Task material Start Marker

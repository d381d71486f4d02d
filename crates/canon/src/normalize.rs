//! Text canonicalization: lowercase, punctuation stripping, whitespace
//! collapsing, closed-set synonym substitution, and relative-datetime
//! resolution. Idempotent: canonicalizing already-canonical text is a
//! no-op.

use chrono::DateTime;
use chrono_tz::Tz;
use regex::Regex;

use crate::datetime;

/// A synonym substitution pair. The set is closed and Swedish-aware;
/// replacements are whole-word only and themselves canonical, which is
/// what makes the pass idempotent.
const SYNONYMS: &[(&str, &str)] = &[
    ("kl", "klockan"),
    ("imorn", "imorgon"),
    ("imorrn", "imorgon"),
    ("imorron", "imorgon"),
    ("morgondagen", "imorgon"),
    ("tfn", "telefon"),
    ("mejl", "mail"),
];

/// Compiled canonicalization pipeline. Build once, reuse per turn.
pub struct Canonicalizer {
    word: Regex,
    datetime: datetime::RelativeDatetime,
}

impl Canonicalizer {
    pub fn new() -> Self {
        Self {
            // Tokens worth keeping: letters (incl. åäö), digits, and the
            // time/date separators ':' and '-' inside a token.
            word: Regex::new(r"[0-9a-zåäöéü]+(?:[:\-][0-9a-zåäöéü]+)*").expect("static regex"),
            datetime: datetime::RelativeDatetime::new(),
        }
    }

    /// Canonicalize one turn of user text.
    ///
    /// `now` anchors relative datetime resolution (Europe/Stockholm);
    /// passing the same `now` always yields the same output.
    pub fn canonicalize(&self, text: &str, now: DateTime<Tz>) -> String {
        let lowered = text.to_lowercase();

        // Tokenize: this strips non-semantic punctuation and collapses
        // whitespace in one pass.
        let mut tokens: Vec<String> = self
            .word
            .find_iter(&lowered)
            .map(|m| m.as_str().to_string())
            .collect();

        // Whole-word synonym substitution.
        for token in &mut tokens {
            if let Some((_, canonical)) = SYNONYMS.iter().find(|(from, _)| from == token) {
                *token = (*canonical).to_string();
            }
        }

        let joined = tokens.join(" ");

        // Relative datetimes last, over the normalized token stream
        // ("kl 14" has already become "klockan 14").
        self.datetime.resolve(&joined, now)
    }

    /// Canonicalize context facts: trim, lowercase, stable-sort, dedupe.
    pub fn canonicalize_facts(&self, facts: &[String]) -> Vec<String> {
        let mut out: Vec<String> = facts
            .iter()
            .map(|f| f.trim().to_lowercase())
            .filter(|f| !f.is_empty())
            .collect();
        out.sort();
        out.dedup();
        out
    }
}

impl Default for Canonicalizer {
    fn default() -> Self {
        Self::new()
    }
}
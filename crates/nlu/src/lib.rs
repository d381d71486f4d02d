//! The NLU gateway: deterministic intent guard, the remote classifier
//! call under a strict budget, optional entailment second opinion, and
//! the rule-based fallback.
//!
//! `parse()` never fails and never mutates its input; degraded paths
//! produce a fallback intent instead of an error.

mod fallback;
mod guard;

pub use fallback::fallback_intent;
pub use guard::IntentGuard;

use std::collections::BTreeMap;
use std::time::Duration;

use serde::{Deserialize, Serialize};

use sv_domain::config::NluConfig;
use sv_domain::turn::{IntentResult, IntentSource, Route};

// ━━━━━━━━━━━━━━━━━━━━━━━━━━━━━━━━━━━━━━━━━━━━━━━━━━━━━━━━━━━━━━━━━━
// Wire shapes
// ━━━━━━━━━━━━━━━━━━━━━━━━━━━━━━━━━━━━━━━━━━━━━━━━━━━━━━━━━━━━━━━━━━

#[derive(Debug, Serialize)]
struct ClassifyRequest<'a> {
    v: &'static str,
    text: &'a str,
    lang: &'a str,
}

#[derive(Debug, Deserialize)]
struct ClassifyResponse {
    intent: String,
    confidence: f32,
    #[serde(default)]
    slots: BTreeMap<String, String>,
    #[serde(default)]
    route_hint: Option<Route>,
    #[serde(default)]
    mood_score: Option<f32>,
}

#[derive(Debug, Serialize)]
struct EntailmentRequest<'a> {
    v: &'static str,
    premise: &'a str,
    hypothesis: String,
}

#[derive(Debug, Deserialize)]
struct EntailmentResponse {
    entailed: bool,
    #[serde(default)]
    confidence: f32,
}

/// `parse()` output: the intent plus whether a remote call happened and
/// succeeded (for the caller's breaker bookkeeping).
#[derive(Debug, Clone)]
pub struct ParseOutcome {
    pub result: IntentResult,
    /// `None` = no remote call was made (guard hit or remote not
    /// allowed); `Some(ok)` = a call happened and succeeded or not.
    pub remote_ok: Option<bool>,
}

// ━━━━━━━━━━━━━━━━━━━━━━━━━━━━━━━━━━━━━━━━━━━━━━━━━━━━━━━━━━━━━━━━━━
// NluClient
// ━━━━━━━━━━━━━━━━━━━━━━━━━━━━━━━━━━━━━━━━━━━━━━━━━━━━━━━━━━━━━━━━━━

pub struct NluClient {
    cfg: NluConfig,
    http: reqwest::Client,
    guard: IntentGuard,
}

impl NluClient {
    pub fn new(cfg: NluConfig) -> Self {
        let http = reqwest::Client::builder()
            .timeout(Duration::from_millis(cfg.timeout_ms.max(cfg.entailment_timeout_ms)))
            .build()
            .unwrap_or_default();
        Self {
            cfg,
            http,
            guard: IntentGuard::new(),
        }
    }

    /// Deterministic guard check only — no network, no fallback. The
    /// orchestrator uses this for cheap admission decisions while the
    /// guardian is shedding load.
    pub fn guard_check(&self, text: &str) -> Option<IntentResult> {
        self.guard.check(text)
    }

    /// Classify one turn.
    ///
    /// 1. Deterministic guard — short-circuits with a strong confidence.
    /// 2. Remote classifier under the configured budget (when
    ///    `allow_remote`; the orchestrator clears it while the NLU
    ///    breaker is open).
    /// 3. On low confidence, entailment second opinion (if configured).
    /// 4. Rule-based fallback on any failure.
    pub async fn parse(&self, text: &str, lang: &str, allow_remote: bool) -> ParseOutcome {
        if let Some(result) = self.guard.check(text) {
            return ParseOutcome {
                result,
                remote_ok: None,
            };
        }

        if !allow_remote {
            return ParseOutcome {
                result: fallback_intent(text),
                remote_ok: None,
            };
        }

        match self.classify_remote(text, lang).await {
            Ok(mut result) => {
                if result.confidence < self.cfg.low_confidence {
                    if let Some(verified) = self.entail(text, &result.intent).await {
                        result = verified;
                    }
                }
                ParseOutcome {
                    result,
                    remote_ok: Some(true),
                }
            }
            Err(e) => {
                tracing::warn!(error = %e, "NLU classify failed; using rule fallback");
                ParseOutcome {
                    result: fallback_intent(text),
                    remote_ok: Some(false),
                }
            }
        }
    }

    async fn classify_remote(&self, text: &str, lang: &str) -> Result<IntentResult, String> {
        let url = format!("{}/classify", self.cfg.base_url.trim_end_matches('/'));
        let body = ClassifyRequest {
            v: "1",
            text,
            lang,
        };

        let response = tokio::time::timeout(
            Duration::from_millis(self.cfg.timeout_ms),
            self.http.post(&url).json(&body).send(),
        )
        .await
        .map_err(|_| format!("classify timed out after {}ms", self.cfg.timeout_ms))?
        .map_err(|e| e.to_string())?;

        if !response.status().is_success() {
            return Err(format!("classify returned {}", response.status()));
        }
        let wire: ClassifyResponse = response.json().await.map_err(|e| e.to_string())?;
        Ok(IntentResult {
            intent: wire.intent,
            confidence: wire.confidence,
            slots: wire.slots,
            route_hint: wire.route_hint,
            mood_score: wire.mood_score,
            source: IntentSource::Nlu,
        })
    }

    /// Entailment second opinion on a low-confidence classification.
    /// Returns a boosted result on agreement, `None` otherwise.
    async fn entail(&self, text: &str, intent: &str) -> Option<IntentResult> {
        let base = self.cfg.entailment_url.as_ref()?;
        let url = format!("{}/entail", base.trim_end_matches('/'));
        let body = EntailmentRequest {
            v: "1",
            premise: text,
            hypothesis: format!("användaren vill {intent}"),
        };

        let response = tokio::time::timeout(
            Duration::from_millis(self.cfg.entailment_timeout_ms),
            self.http.post(&url).json(&body).send(),
        )
        .await
        .ok()?
        .ok()?;
        let wire: EntailmentResponse = response.json().await.ok()?;

        wire.entailed.then(|| IntentResult {
            intent: intent.to_string(),
            confidence: wire.confidence.max(self.cfg.low_confidence),
            slots: BTreeMap::new(),
            route_hint: None,
            mood_score: None,
            source: IntentSource::Entailment,
        })
    }
}
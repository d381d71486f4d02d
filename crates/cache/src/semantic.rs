//! The L2 semantic index: per-intent candidate sets scored by symmetric
//! token similarity (Jaccard over canonical token multisets).
//!
//! The index is in-memory and rebuilt from the backing store at
//! startup; cross-intent hits are impossible by construction because
//! candidates live under their intent key.

use std::collections::{BTreeMap, HashMap};

use parking_lot::RwLock;

/// Symmetric Jaccard similarity over token multisets.
pub fn token_similarity(a: &[String], b: &[String]) -> f64 {
    if a.is_empty() && b.is_empty() {
        return 1.0;
    }
    if a.is_empty() || b.is_empty() {
        return 0.0;
    }

    let mut counts_a: BTreeMap<&str, usize> = BTreeMap::new();
    for token in a {
        *counts_a.entry(token.as_str()).or_default() += 1;
    }
    let mut counts_b: BTreeMap<&str, usize> = BTreeMap::new();
    for token in b {
        *counts_b.entry(token.as_str()).or_default() += 1;
    }

    let mut intersection = 0usize;
    let mut union = 0usize;
    for (token, &ca) in &counts_a {
        let cb = counts_b.get(token).copied().unwrap_or(0);
        intersection += ca.min(cb);
        union += ca.max(cb);
    }
    for (token, &cb) in &counts_b {
        if !counts_a.contains_key(token) {
            union += cb;
        }
    }

    intersection as f64 / union as f64
}

/// One scored candidate from the index.
#[derive(Debug, Clone, PartialEq)]
pub struct Candidate {
    pub key: String,
    pub similarity: f64,
}

/// Per-intent mapping of store key → canonical token multiset.
pub struct SemanticIndex {
    by_intent: RwLock<HashMap<String, HashMap<String, Vec<String>>>>,
}

impl SemanticIndex {
    pub fn new() -> Self {
        Self {
            by_intent: RwLock::new(HashMap::new()),
        }
    }

    pub fn insert(&self, intent: &str, key: &str, tokens: Vec<String>) {
        self.by_intent
            .write()
            .entry(intent.to_string())
            .or_default()
            .insert(key.to_string(), tokens);
    }

    pub fn remove(&self, intent: &str, key: &str) {
        let mut map = self.by_intent.write();
        if let Some(entries) = map.get_mut(intent) {
            entries.remove(key);
            if entries.is_empty() {
                map.remove(intent);
            }
        }
    }

    pub fn remove_intent(&self, intent: &str) {
        self.by_intent.write().remove(intent);
    }

    pub fn clear(&self) {
        self.by_intent.write().clear();
    }

    /// Best candidates within `intent`, best-first, capped at `top_k`,
    /// all scoring at least `threshold`.
    pub fn candidates(
        &self,
        intent: &str,
        tokens: &[String],
        threshold: f64,
        top_k: usize,
    ) -> Vec<Candidate> {
        let map = self.by_intent.read();
        let Some(entries) = map.get(intent) else {
            return Vec::new();
        };
        let mut scored: Vec<Candidate> = entries
            .iter()
            .map(|(key, entry_tokens)| Candidate {
                key: key.clone(),
                similarity: token_similarity(tokens, entry_tokens),
            })
            .filter(|c| c.similarity >= threshold)
            .collect();
        scored.sort_by(|a, b| {
            b.similarity
                .partial_cmp(&a.similarity)
                .unwrap_or(std::cmp::Ordering::Equal)
                .then_with(|| a.key.cmp(&b.key))
        });
        scored.truncate(top_k);
        scored
    }

    pub fn len(&self) -> usize {
        self.by_intent.read().values().map(|m| m.len()).sum()
    }

    pub fn is_empty(&self) -> bool {
        self.len() == 0
    }
}

impl Default for SemanticIndex {
    fn default() -> Self {
        Self::new()
    }
}

#[cfg(test)]
mod tests {
    use super::*;

    fn tokens(s: &str) -> Vec<String> {
        s.split_whitespace().map(String::from).collect()
    }

    #[test]
    fn identical_sets_score_one() {
        let a = tokens("vad blir vädret imorgon");
        assert_eq!(token_similarity(&a, &a), 1.0);
    }

    #[test]
    fn similarity_is_symmetric() {
        let a = tokens("vad blir vädret imorgon");
        let b = tokens("hur blir vädret imorgon");
        assert_eq!(token_similarity(&a, &b), token_similarity(&b, &a));
    }

    #[test]
    fn disjoint_sets_score_zero() {
        assert_eq!(
            token_similarity(&tokens("hej där"), &tokens("boka möte")),
            0.0
        );
    }

    #[test]
    fn multiset_counts_matter() {
        // "ja ja" vs "ja": intersection 1, union 2.
        assert_eq!(token_similarity(&tokens("ja ja"), &tokens("ja")), 0.5);
    }

    #[test]
    fn candidates_respect_threshold_and_intent() {
        let index = SemanticIndex::new();
        index.insert("weather.lookup", "k1", tokens("vad blir vädret imorgon"));
        index.insert("weather.lookup", "k2", tokens("boka möte imorgon"));
        index.insert("time.now", "k3", tokens("vad blir vädret imorgon"));

        let hits = index.candidates("weather.lookup", &tokens("hur blir vädret imorgon"), 0.6, 8);
        assert_eq!(hits.len(), 1);
        assert_eq!(hits[0].key, "k1");

        // Same tokens under a different intent never cross over.
        let hits = index.candidates("greeting.hello", &tokens("vad blir vädret imorgon"), 0.1, 8);
        assert!(hits.is_empty());
    }

    #[test]
    fn candidates_are_best_first_and_capped() {
        let index = SemanticIndex::new();
        index.insert("weather.lookup", "k1", tokens("a b c d"));
        index.insert("weather.lookup", "k2", tokens("a b c e"));
        index.insert("weather.lookup", "k3", tokens("a b c d e"));

        let hits = index.candidates("weather.lookup", &tokens("a b c d"), 0.1, 2);
        assert_eq!(hits.len(), 2);
        assert_eq!(hits[0].key, "k1");
        assert!(hits[0].similarity >= hits[1].similarity);
    }

    #[test]
    fn removal_cleans_up() {
        let index = SemanticIndex::new();
        index.insert("a", "k1", tokens("x"));
        index.insert("a", "k2", tokens("y"));
        index.remove("a", "k1");
        assert_eq!(index.len(), 1);
        index.remove_intent("a");
        assert!(index.is_empty());
    }
}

Task material End Marker

**What this task involves**
For this exercise, copy every line of the data that holds "filename".

**Final answer**
filename crates/canon/src/normalize.rs
filename crates/nlu/src/lib.rs
filename crates/cache/src/semantic.rs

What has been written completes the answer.